On 2012-03-22 13:29, Fred Baker wrote:
> On Mar 21, 2012, at 10:51 PM, Brian E Carpenter wrote:
>> In other words if the IETF doesn't define the zone index, every
>> implementor will have to do so anyway. Also, read the last clause
>> carefully: it says the stack MUST allow OPTIONAL use of the zone
>> index internally.
> 
> Implementors generally *do* have some internal form of a zone index, and it doesn't look at all like what the RFC describes. It is a machine address or a lookup index of some kind for a table that is associated with an interface. Sometimes, part of it is a card identifier.

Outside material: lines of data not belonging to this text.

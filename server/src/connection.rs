use actix::{Actor, ActorContext, AsyncContext, Handler, Message, Running, StreamHandler};
use actix_web::{web, Error, HttpRequest, HttpResponse};
use actix_web_actors::ws;
use actix_web_actors::ws::{CloseCode, CloseReason};
use tokio::sync::mpsc::Receiver;
use tokio::sync::oneshot;

use whiteboard_protocol::{ClientMessage, ServerMessage, SessionId};

use crate::config::Config;
use crate::connection_tx_storage::ConnectionTx;
use crate::server::ServerTx;

/// What a connection asks of the relay loop.
#[derive(Debug)]
pub enum ConnectionCommand {
    Connect {
        tx: ConnectionTx,
        res_tx: oneshot::Sender<SessionId>,
    },
    Incoming {
        from: SessionId,
        message: ClientMessage,
    },
    Disconnect {
        from: SessionId,
    },
}

/// What the relay loop pushes back to a connection.
#[derive(Debug)]
pub enum ConnectionEvent {
    Relay(ServerMessage),
    Closed { code: CloseCode },
}

#[derive(Message)]
#[rtype(result = "()")]
struct ConnectionActorMessage(ConnectionEvent);

/// One WebSocket connection. Its session id is resolved in `ws_index`
/// before the actor starts, so the first frame off the socket — the
/// client sends `join` immediately on open — can never race an
/// identity handshake.
struct ConnectionActor {
    session_id: SessionId,
    srv_tx: ServerTx,
    rx: Option<Receiver<ConnectionEvent>>,
}

impl Actor for ConnectionActor {
    type Context = ws::WebsocketContext<Self>;

    fn started(&mut self, ctx: &mut Self::Context) {
        let mut rx = match self.rx.take() {
            Some(rx) => rx,
            None => {
                ctx.stop();
                return;
            }
        };
        let addr = ctx.address().recipient();

        tokio::spawn(async move {
            while let Some(event) = rx.recv().await {
                // Await mailbox room rather than bailing on a full
                // mailbox: the actor's pace then shows up as a full
                // `rx` queue, which is where the relay applies its
                // per-kind overflow policy.
                if addr.send(ConnectionActorMessage(event)).await.is_err() {
                    return;
                }
            }
            // The relay dropped our sender: it has already forgotten this
            // session, so close the socket from this side too.
            let _ = addr
                .send(ConnectionActorMessage(ConnectionEvent::Closed {
                    code: CloseCode::Normal,
                }))
                .await;
        });
    }

    fn stopping(&mut self, _: &mut Self::Context) -> Running {
        let _ = self.srv_tx.try_send(
            ConnectionCommand::Disconnect {
                from: self.session_id,
            }
            .into(),
        );

        Running::Stop
    }
}

/// Ingress
impl StreamHandler<Result<ws::Message, ws::ProtocolError>> for ConnectionActor {
    fn handle(&mut self, msg: Result<ws::Message, ws::ProtocolError>, ctx: &mut Self::Context) {
        match msg {
            Ok(ws::Message::Ping(msg)) => ctx.pong(&msg),
            Ok(ws::Message::Text(text)) => {
                let from = self.session_id;
                match serde_json::from_str::<ClientMessage>(&text) {
                    Ok(ClientMessage::Unknown) => {
                        // Tolerated for protocol evolution; deliberately silent.
                        log::debug!("session {}: unknown message type dropped", from);
                    }
                    Ok(message) => {
                        log::debug!("session {}: ingress {}", from, message.kind());
                        if self
                            .srv_tx
                            .try_send(ConnectionCommand::Incoming { from, message }.into())
                            .is_err()
                        {
                            log::warn!("session {}: relay loop unavailable; closing", from);
                            ctx.stop();
                        }
                    }
                    Err(err) => {
                        // A malformed frame must not end the session.
                        log::warn!("session {}: unparseable frame dropped: {}", from, err);
                    }
                }
            }
            Ok(ws::Message::Close(_)) => {
                ctx.stop();
            }
            Ok(_) => (),
            Err(err) => {
                log::warn!("websocket protocol error: {}", err);
                ctx.stop();
            }
        }
    }
}

/// Egress
impl Handler<ConnectionActorMessage> for ConnectionActor {
    type Result = ();

    fn handle(
        &mut self,
        msg: ConnectionActorMessage,
        ctx: &mut ws::WebsocketContext<Self>,
    ) -> Self::Result {
        match msg.0 {
            ConnectionEvent::Relay(message) => match serde_json::to_string(&message) {
                Ok(text) => ctx.text(text),
                Err(err) => log::error!("failed to serialize {}: {}", message.kind(), err),
            },
            ConnectionEvent::Closed { code } => {
                ctx.close(Some(CloseReason {
                    code,
                    description: None,
                }));
                ctx.stop();
            }
        }
    }
}

pub async fn ws_index(
    req: HttpRequest,
    stream: web::Payload,
    srv_tx: web::Data<ServerTx>,
    config: web::Data<Config>,
) -> Result<HttpResponse, Error> {
    let (tx, rx) = tokio::sync::mpsc::channel(config.outbound_queue);
    let (res_tx, res_rx) = oneshot::channel();

    let mut srv_tx = srv_tx.get_ref().clone();
    if srv_tx
        .send(ConnectionCommand::Connect { tx, res_tx }.into())
        .await
        .is_err()
    {
        return Ok(HttpResponse::ServiceUnavailable().finish());
    }
    let session_id = match res_rx.await {
        Ok(session_id) => session_id,
        Err(_) => return Ok(HttpResponse::ServiceUnavailable().finish()),
    };

    ws::start(
        ConnectionActor {
            session_id,
            srv_tx,
            rx: Some(rx),
        },
        &req,
        stream,
    )
}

Yes, someone recently cited fe-0/0/1 as a real-world example of an
interface identifier (in practice equivalent to a zone identifier)
RFC 4007 says nothing about the syntax of the identifier. Clearly
the mapping to a 32 bit integer is a local matter in the node; look
at RFC 4007 and the socket API together.

>>> From MIF's perspective, if the same prefix is placed on multiple interfaces, 
>> The prefix fe80::/10 is automatically on every interface. That's the
>> only case where I'm certain we need a zone index in practice, but the
>> definition isn't limited to that case.
> 
> The use of something to get me to the interface table in question isn't what I am questioning. It's the use of that particular something...

IMHO it is very limited, mainly for diagnostic use. We need to get
it right but it has no mainstream value that I can see.